Italian composer and conductor (1920–2004)

Pietro "Piero" Soffici (28 July 1920 – 4 May 2004) was an Italian composer, arranger and conductor.

== Life and career ==
Born in Rovinj, at the time part of the Kingdom of Italy with the name Rovigno, Soffici graduated from the conservatory in violin, harmony and composition. After serving as bandleader in ballrooms and as member of several radio orchestras, in the 1950s he formed his own orchestra.
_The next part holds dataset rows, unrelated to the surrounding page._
impl BookCache {
    #[must_use]
    pub fn new() -> Self {
        Self {
            books: DashMap::new(),
        }
    }

    /// Replace the asset's book with the snapshot carried by `event`,
    /// recomputing the announced midpoint and spread. The announced price
    /// survives the replacement.
    pub fn replace_book(&self, event: &BookEvent) {
        let mut bids = event.bids.clone();
        bids.sort_by(|a, b| b.price.cmp(&a.price));
        let mut asks = event.asks.clone();
        asks.sort_by(|a, b| a.price.cmp(&b.price));

        let tops = bids
            .first()
            .zip(asks.first())
            .map(|(bid, ask)| (bid.price, ask.price));
        let midpoint = tops.map(|(bid, ask)| mid_of(bid, ask));
        let spread = tops.map(|(bid, ask)| ask - bid);

        match self.books.entry(event.asset_id.clone()) {
            Entry::Occupied(mut occupied) => {
                let entry = occupied.get_mut();
                entry.bids = bids;
                entry.asks = asks;
                entry.midpoint = midpoint;
                entry.spread = spread;
                entry.hash = event.hash.clone();
                entry.timestamp = event.timestamp;
            }
            Entry::Vacant(vacant) => {
                vacant.insert(BookEntry {
                    bids,
                    asks,
                    midpoint,
                    spread,
                    price: None,
                    hash: event.hash.clone(),
                    timestamp: event.timestamp,
                });
            }
        }
    }

    /// Apply the level deltas of a `price_change` event in order. Size 0
    /// removes its level; sort order is preserved.
    pub fn apply_price_change(&self, event: &PriceChangeEvent) -> Result<(), BookError> {
        let mut entry = self
            .books
            .get_mut(&event.asset_id)
            .ok_or_else(|| BookError::NotFound {
                asset_id: event.asset_id.clone(),
            })?;

        for change in &event.changes {
            match change.side {
                Side::Buy => upsert_level(&mut entry.bids, change.price, change.size, true),
                Side::Sell => upsert_level(&mut entry.asks, change.price, change.size, false),
            }
        }

        Ok(())
    }

    /// Current midpoint, computed from the live book.
    pub fn midpoint(&self, asset_id: &str) -> Result<Decimal, BookError> {
        let (bid, ask) = self.tops_of(asset_id)?;
        Ok(mid_of(bid, ask))
    }

    /// Whether the current spread is at or above `threshold`.
    pub fn spread_over(&self, asset_id: &str, threshold: Decimal) -> Result<bool, BookError> {
        let (bid, ask) = self.tops_of(asset_id)?;
        Ok(ask - bid >= threshold)
    }

    fn tops_of(&self, asset_id: &str) -> Result<(Decimal, Decimal), BookError> {
        let entry = self.books.get(asset_id).ok_or_else(|| BookError::NotFound {
            asset_id: asset_id.to_owned(),
        })?;
        entry.tops().ok_or_else(|| BookError::Incomplete {
            asset_id: asset_id.to_owned(),
        })
    }

    /// Cloned snapshot of the asset's entry, if any.
    #[must_use]
    pub fn entry(&self, asset_id: &str) -> Option<BookEntry> {
        self.books.get(asset_id).map(|entry| entry.value().clone())
    }

    pub fn remove(&self, asset_id: &str) {
        self.books.remove(asset_id);
    }

    pub fn clear(&self) {
        self.books.clear();
    }

    #[must_use]
    pub fn len(&self) -> usize {
        self.books.len()
    }

    #[must_use]
    pub fn is_empty(&self) -> bool {
        self.books.is_empty()
    }

    /// Fair-price synthesis after a `price_change`: while the spread is
    /// below the threshold the midpoint is the fair price. Emits only when
    /// the announced price actually changes. Missing or one-sided books skip
    /// silently.
    pub(crate) fn derive_after_price_change(
        &self,
        event: &PriceChangeEvent,
    ) -> Option<PriceUpdate> {
        let mut entry = self.books.get_mut(&event.asset_id)?;
        let Some((bid, ask)) = entry.tops() else {
            #[cfg(feature = "tracing")]
            tracing::debug!(asset_id = %event.asset_id, "Skipping price derivation for one-sided book");
            return None;
        };

        let spread = ask - bid;
        if spread >= DERIVED_PRICE_SPREAD_THRESHOLD {
            return None;
        }

        let midpoint = mid_of(bid, ask);
        if entry.price == Some(midpoint) {
            return None;
        }

        entry.price = Some(midpoint);
        entry.midpoint = Some(midpoint);
        entry.spread = Some(spread);

        Some(PriceUpdate {
            asset_id: event.asset_id.clone(),
            event_type: PRICE_UPDATE_EVENT_TYPE,
            triggering_event: PriceUpdateTrigger::PriceChange(event.clone()),
            timestamp: event.timestamp,
            book: BookSnapshot {
                bids: entry.bids.clone(),
                asks: entry.asks.clone(),
            },
            price: midpoint,
            midpoint,
            spread,
        })
    }

    /// Fair-price synthesis after a `last_trade_price`: while the spread is
    /// at or above the threshold the normalized trade price is the fair
    /// price. Emits only when the announced price actually changes.
    pub(crate) fn derive_after_last_trade(
        &self,
        event: &LastTradePriceEvent,
    ) -> Option<PriceUpdate> {
        let mut entry = self.books.get_mut(&event.asset_id)?;
        let Some((bid, ask)) = entry.tops() else {
            #[cfg(feature = "tracing")]
            tracing::debug!(asset_id = %event.asset_id, "Skipping price derivation for one-sided book");
            return None;
        };

        let spread = ask - bid;
        if spread < DERIVED_PRICE_SPREAD_THRESHOLD {
            return None;
        }

        // No trailing zeros on the announced trade price.
        let price = event.price.normalize();
        if entry.price == Some(price) {
            return None;
        }

        let midpoint = mid_of(bid, ask);
        entry.price = Some(price);
        entry.midpoint = Some(midpoint);
        entry.spread = Some(spread);

        Some(PriceUpdate {
            asset_id: event.asset_id.clone(),
            event_type: PRICE_UPDATE_EVENT_TYPE,
            triggering_event: PriceUpdateTrigger::LastTradePrice(event.clone()),
            timestamp: event.timestamp,
            book: BookSnapshot {
                bids: entry.bids.clone(),
                asks: entry.asks.clone(),
            },
            price,
            midpoint,
            spread,
        })
    }
}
Known for his compositional eclecticism, Soffici composed many hits, including Mina's "Stessa spiaggia, stesso mare" and "Un buco nella sabbia", Caterina Caselli's "Perdono" and "Cento Giorni", Adriano Celentano's "Pitagora". In 1960, he won the Zecchino d'Oro with the song "Caro Gesù Bambino", which was later covered by numerous artists including Frankie Avalon, Andrea Bocelli, Teddy Reno, Don Marino Barreto Jr. and Gloria Christian. He took part in several editions of the Sanremo Music Festival, both as a songwriter and a conductor; among the hit songs he launched in the festival were Gene Pitney's "La rivoluzione" and Massimo Ranieri's "Quando l'amore diventa poesia". He also composed songs for Gino Paoli, Johnny Dorelli, Rita Pavone, Iva Zanicchi, Dik Dik, Dori Ghezzi, Orietta Berti, Carmen Villani, Achille Togliani, Tony Renis, Rocky Roberts, Cocky Mazzetti and Ghigo.

Soffici died on 4 May 2004, at the age of 83. He was the father of singer-songwriter Roberto Soffici.

== Discography ==
- Albums

- 1975 - Sax Explosion (Variety, RLV-ST 90501)
- 1977 - I successi del 27º festival di Sanremo '77 (Variety, RLV-ST 90538)
- 1978 - Mi sono innamorato di te – Un sax in discoteca (Variety, RLV-ST 90547)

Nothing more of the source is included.